We've done work that gives us proof of concept in a number of preclinical models of disease, in mouse models and in nonhuman primates. In genetic medicine, those give a high degree of confidence for success in the clinic, and the reason is that we know unambiguously what the cause of the disease is. If we're treating a genetic disease like phenylketonuria or alpha-1 antitrypsin (AAT) deficiency, or sickle cell disease, we're not trying to use that animal model to figure out what the cause of the disease is. We're using the animal model to determine: Can we deliver in a living system and does the gene writing machinery work in the same way in a nonhuman primate, for example, as it did in all our work in cell lines and in human cells in vitro? When the answers to those questions are yes, history tells us that it has a high probability of translating into the clinic.
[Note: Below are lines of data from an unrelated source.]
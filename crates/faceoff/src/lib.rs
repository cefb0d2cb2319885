//! # faceoff
//!
//! Real-time session server for a two-player deduction game: it admits
//! players into code-addressed rooms, drives each room's state machine
//! (lobby → character selection → play → game over), arbitrates turns,
//! times out idle turns, forgives transient disconnects, and fans out
//! authoritative state to both participants.
//!
//! The layers, bottom up: `faceoff-transport` (WebSocket framing),
//! `faceoff-protocol` (tagged wire events), `faceoff-session` (rate
//! limiting + external identity/stats collaborators), `faceoff-timer`
//! (cancellable countdowns), `faceoff-room` (the state machine, one
//! actor task per room), and this crate — the event router and server
//! loop that tie them together.
//!
//! ## Quick start
//!
//! ```rust,no_run
//! use std::sync::Arc;
//!
//! use faceoff::FaceoffServerBuilder;
//! use faceoff_session::{GuestTokens, InMemoryStats, LogReportSink};
//!
//! #[tokio::main]
//! async fn main() -> Result<(), Box<dyn std::error::Error>> {
//!     let server = FaceoffServerBuilder::new()
//!         .bind("0.0.0.0:3001")
//!         .build(GuestTokens, Arc::new(InMemoryStats::new()), LogReportSink)
//!         .await?;
//!     server.run().await?;
//!     Ok(())
//! }
//! ```

mod error;
mod handler;
mod server;

pub use error::ServerError;
pub use server::{FaceoffServer, FaceoffServerBuilder};
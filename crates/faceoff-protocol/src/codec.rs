//! Codec trait and the JSON implementation.
//!
//! The event router doesn't care how events are serialized — it goes
//! through the [`Codec`] trait, so a binary codec could be swapped in
//! without touching the router. [`JsonCodec`] is what ships: the browser
//! client speaks JSON, and frames stay inspectable in DevTools.

use serde::{Serialize, de::DeserializeOwned};

use crate::ProtocolError;

/// Encodes values to frames and decodes frames back.
pub trait Codec: Send + Sync + 'static {
    /// Serializes a value into bytes.
    ///
    /// # Errors
    /// Returns [`ProtocolError::Encode`] if serialization fails.
    fn encode<T: Serialize>(
        &self,
        value: &T,
    ) -> Result<Vec<u8>, ProtocolError>;

    /// Deserializes bytes back into a value.
    ///
    /// # Errors
    /// Returns [`ProtocolError::Decode`] if the bytes are malformed,
    /// carry an unknown event tag, or are missing required fields.
    fn decode<T: DeserializeOwned>(
        &self,
        data: &[u8],
    ) -> Result<T, ProtocolError>;
}

/// A [`Codec`] that uses JSON via `serde_json`.
#[derive(Debug, Clone, Copy, Default)]
pub struct JsonCodec;

impl Codec for JsonCodec {
    fn encode<T: Serialize>(
        &self,
        value: &T,
    ) -> Result<Vec<u8>, ProtocolError> {
        serde_json::to_vec(value).map_err(ProtocolError::Encode)
    }

    fn decode<T: DeserializeOwned>(
        &self,
        data: &[u8],
    ) -> Result<T, ProtocolError> {
        serde_json::from_slice(data).map_err(ProtocolError::Decode)
    }
}

#[cfg(test)]
mod tests {
    use super::*;
    use crate::{ClientEvent, RoomCode};

    #[test]
    fn test_json_codec_round_trips_client_events() {
        let codec = JsonCodec;
        let ev = ClientEvent::EndTurn {
            code: RoomCode::new("ABC123"),
        };
        let bytes = codec.encode(&ev).unwrap();
        let decoded: ClientEvent = codec.decode(&bytes).unwrap();
        assert_eq!(ev, decoded);
    }

    #[test]
    fn test_json_codec_decode_rejects_malformed_input() {
        let codec = JsonCodec;
        let result: Result<ClientEvent, _> = codec.decode(b"{]");
        assert!(matches!(result, Err(ProtocolError::Decode(_))));
    }
}
//! `FaceoffServer` builder and accept loop.
//!
//! This is the entry point for running the session server. It ties the
//! layers together: transport → protocol → session → room. The external
//! collaborators (identity provider, stats store, report sink) are
//! injected here; the dev implementations from `faceoff-session` make a
//! runnable server without any backend.

use std::sync::Arc;

use faceoff_protocol::{Codec, JsonCodec};
use faceoff_room::{DisconnectPolicy, RoomConfig, RoomRegistry};
use faceoff_session::{
    IdentityProvider, RateLimiter, ReportSink, StatsStore,
};
use faceoff_transport::{Transport, WebSocketTransport};
use tokio::sync::Mutex;

use crate::ServerError;
use crate::handler::handle_connection;

/// Shared server state passed to each connection handler task.
///
/// Wrapped in `Arc`; the mutexes guard only map operations (registry
/// lookups, limiter bookkeeping) and are never held across room I/O, so
/// one slow room can't stall another connection's dispatch.
pub(crate) struct ServerState<I, S, R, C>
where
    I: IdentityProvider,
    S: StatsStore,
    R: ReportSink,
    C: Codec,
{
    pub(crate) registry: Mutex<RoomRegistry<S>>,
    pub(crate) limiter: Mutex<RateLimiter>,
    pub(crate) identity: I,
    pub(crate) reports: R,
    pub(crate) codec: C,
}

/// Builder for configuring and starting a faceoff server.
///
/// # Example
///
/// ```rust,ignore
/// let server = FaceoffServerBuilder::new()
///     .bind("0.0.0.0:3001")
///     .build(GuestTokens, Arc::new(InMemoryStats::new()), LogReportSink)
///     .await?;
/// server.run().await
/// ```
pub struct FaceoffServerBuilder {
    bind_addr: String,
    room_config: RoomConfig,
}

impl FaceoffServerBuilder {
    /// Creates a new builder with default settings.
    pub fn new() -> Self {
        Self {
            bind_addr: "127.0.0.1:3001".to_string(),
            room_config: RoomConfig::default(),
        }
    }

    /// Sets the address to bind the server to.
    pub fn bind(mut self, addr: &str) -> Self {
        self.bind_addr = addr.to_string();
        self
    }

    /// Sets the disconnect policy for every room (grace window vs.
    /// immediate termination).
    pub fn disconnect_policy(mut self, policy: DisconnectPolicy) -> Self {
        self.room_config.disconnect_policy = policy;
        self
    }

    /// Builds the server with the given external collaborators.
    ///
    /// Uses `JsonCodec` and the WebSocket transport.
    pub async fn build<I, S, R>(
        self,
        identity: I,
        stats: Arc<S>,
        reports: R,
    ) -> Result<FaceoffServer<I, S, R, JsonCodec>, ServerError>
    where
        I: IdentityProvider,
        S: StatsStore,
        R: ReportSink,
    {
        let transport = WebSocketTransport::bind(&self.bind_addr).await?;

        let state = Arc::new(ServerState {
            registry: Mutex::new(RoomRegistry::new(self.room_config, stats)),
            limiter: Mutex::new(RateLimiter::new()),
            identity,
            reports,
            codec: JsonCodec,
        });

        Ok(FaceoffServer { transport, state })
    }
}

impl Default for FaceoffServerBuilder {
    fn default() -> Self {
        Self::new()
    }
}

/// A running faceoff session server.
///
/// Call [`run()`](Self::run) to start accepting connections.
pub struct FaceoffServer<I, S, R, C>
where
    I: IdentityProvider,
    S: StatsStore,
    R: ReportSink,
    C: Codec,
{
    transport: WebSocketTransport,
    state: Arc<ServerState<I, S, R, C>>,
}

impl<I, S, R, C> FaceoffServer<I, S, R, C>
where
    I: IdentityProvider,
    S: StatsStore,
    R: ReportSink,
    C: Codec,
{
    /// Creates a new builder.
    pub fn builder() -> FaceoffServerBuilder {
        FaceoffServerBuilder::new()
    }

    /// Returns the local address the server is bound to.
    pub fn local_addr(&self) -> std::io::Result<std::net::SocketAddr> {
        self.transport.local_addr()
    }

    /// Runs the accept loop: every connection gets its own handler task
    /// (the event router). Runs until the process is terminated.
    pub async fn run(mut self) -> Result<(), ServerError> {
        tracing::info!("faceoff server running");

        loop {
            match self.transport.accept().await {
                Ok(conn) => {
                    let state = Arc::clone(&self.state);
                    tokio::spawn(async move {
                        if let Err(e) = handle_connection(conn, state).await
                        {
                            tracing::debug!(
                                error = %e,
                                "connection ended with error"
                            );
                        }
                    });
                }
                Err(e) => {
                    tracing::error!(error = %e, "accept failed");
                }
            }
        }
    }
}
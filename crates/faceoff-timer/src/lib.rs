//! Single-shot cancellable countdown for room timers.
//!
//! A [`Countdown`] is a deadline that a room actor owns and awaits inside
//! its `tokio::select!` loop. The room arms it when a turn starts (and for
//! the disconnect grace window), disarms it when the turn resolves, and
//! treats its expiry as just another serialized room event.
//!
//! # Integration
//!
//! ```ignore
//! loop {
//!     tokio::select! {
//!         Some(cmd) = cmd_rx.recv() => { /* player actions */ }
//!         _ = self.turn_timer.expired() => { /* force-advance the turn */ }
//!     }
//! }
//! ```
//!
//! # Invariants
//!
//! - At most one pending expiry: [`Countdown::arm`] always replaces any
//!   existing deadline.
//! - [`Countdown::disarm`] is idempotent, and is race-free against the
//!   expiry by construction: both happen on the owning actor's task, and
//!   a `select!` iteration that takes another branch drops the incomplete
//!   `expired()` future without side effects.
//! - While disarmed, [`Countdown::expired`] pends forever, so `select!`
//!   simply never takes that branch and the loop stays purely
//!   message-driven.

use std::time::Duration;

use tokio::time::{self, Instant as TokioInstant};
use tracing::trace;

/// Computes time left on a limit that started at `started`.
///
/// Saturates at zero. Used to surface "seconds remaining on this turn"
/// in snapshots — recomputed on demand, never stored.
pub fn remaining(limit: Duration, started: std::time::Instant) -> Duration {
    limit.saturating_sub(started.elapsed())
}

/// A single-shot deadline owned by one actor task.
#[derive(Debug, Default)]
pub struct Countdown {
    deadline: Option<TokioInstant>,
}

impl Countdown {
    /// Creates a disarmed countdown.
    pub fn new() -> Self {
        Self::default()
    }

    /// Schedules the expiry `after` from now, replacing any pending
    /// deadline. Exactly one expiry is pending afterwards.
    pub fn arm(&mut self, after: Duration) {
        self.deadline = Some(TokioInstant::now() + after);
        trace!(?after, "countdown armed");
    }

    /// Cancels any pending expiry. A no-op when already disarmed.
    pub fn disarm(&mut self) {
        if self.deadline.take().is_some() {
            trace!("countdown disarmed");
        }
    }

    /// Whether an expiry is pending.
    pub fn is_armed(&self) -> bool {
        self.deadline.is_some()
    }

    /// Time until the pending expiry, saturating at zero. `None` while
    /// disarmed.
    pub fn time_left(&self) -> Option<Duration> {
        self.deadline
            .map(|d| d.saturating_duration_since(TokioInstant::now()))
    }

    /// Resolves once when the deadline passes, disarming in the process.
    /// Pends forever while disarmed.
    ///
    /// Cancel-safe: state changes only at completion. If the owning
    /// `select!` takes another branch while the deadline has already
    /// passed, the countdown stays armed and fires on the next loop
    /// iteration — unless that branch disarmed it, which wins.
    pub async fn expired(&mut self) {
        match self.deadline {
            Some(deadline) => {
                time::sleep_until(deadline).await;
                self.deadline = None;
                trace!("countdown fired");
            }
            None => {
                // Never completes; select! keeps serving other branches.
                std::future::pending::<()>().await;
                unreachable!()
            }
        }
    }
}

#[cfg(test)]
mod tests {
    use super::*;

    #[test]
    fn test_new_countdown_is_disarmed() {
        let cd = Countdown::new();
        assert!(!cd.is_armed());
        assert_eq!(cd.time_left(), None);
    }

    #[test]
    fn test_disarm_when_disarmed_is_noop() {
        let mut cd = Countdown::new();
        cd.disarm();
        cd.disarm();
        assert!(!cd.is_armed());
    }

    #[test]
    fn test_remaining_saturates_at_zero() {
        let started = std::time::Instant::now() - Duration::from_secs(90);
        assert_eq!(remaining(Duration::from_secs(60), started), Duration::ZERO);
    }

    #[test]
    fn test_remaining_counts_down_from_limit() {
        let started = std::time::Instant::now();
        let left = remaining(Duration::from_secs(60), started);
        assert!(left <= Duration::from_secs(60));
        assert!(left > Duration::from_secs(59));
    }
}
As a leader, how do you lay out baby steps toward that broader goal?
We're going to prioritize diseases that are the clearest fit for our technology today and look at how it can grow and evolve in the future. So, the clearest fit for the technology today might be tissues that we can deliver to —we can deliver to the liver, to bone marrow stem cells, to immune cells in particular T cells that might be relevant for cancer applications.
There are many other monogenic diseases caused by a single mutation in the genome that can fit that pattern that we’ll go after. We can look at how we might be able to reprogram immune cells in vivo so that we don't have to have a monthlong manufacturing and waiting process and the need to give chemotherapy as conditioning before we administer cell-based therapy and think about how that can be applied to cancers.
As we demonstrate value, we can also take on more biological risk. We can take on common diseases where there may not be one single cause, but we have a good idea of changes that we can make in the genome to reduce the risk of disease or to even prevent disease. So we start with the base of what we know we can do today and then continue to expand out almost in concentric circles.
What does that look like in the next year and beyond?
We want to keep developing that platform. Our platform is outstanding, but no platform is ever good enough. We want to gain more information in preclinical models, do more work in large animal models and in nonhuman primates to set ourselves up for the clinic and in the not-too-distant future, a clinical company with proof of concept in patients for our technology. Now, obviously, the goal is to get these therapies approved and help patients in clinical practice.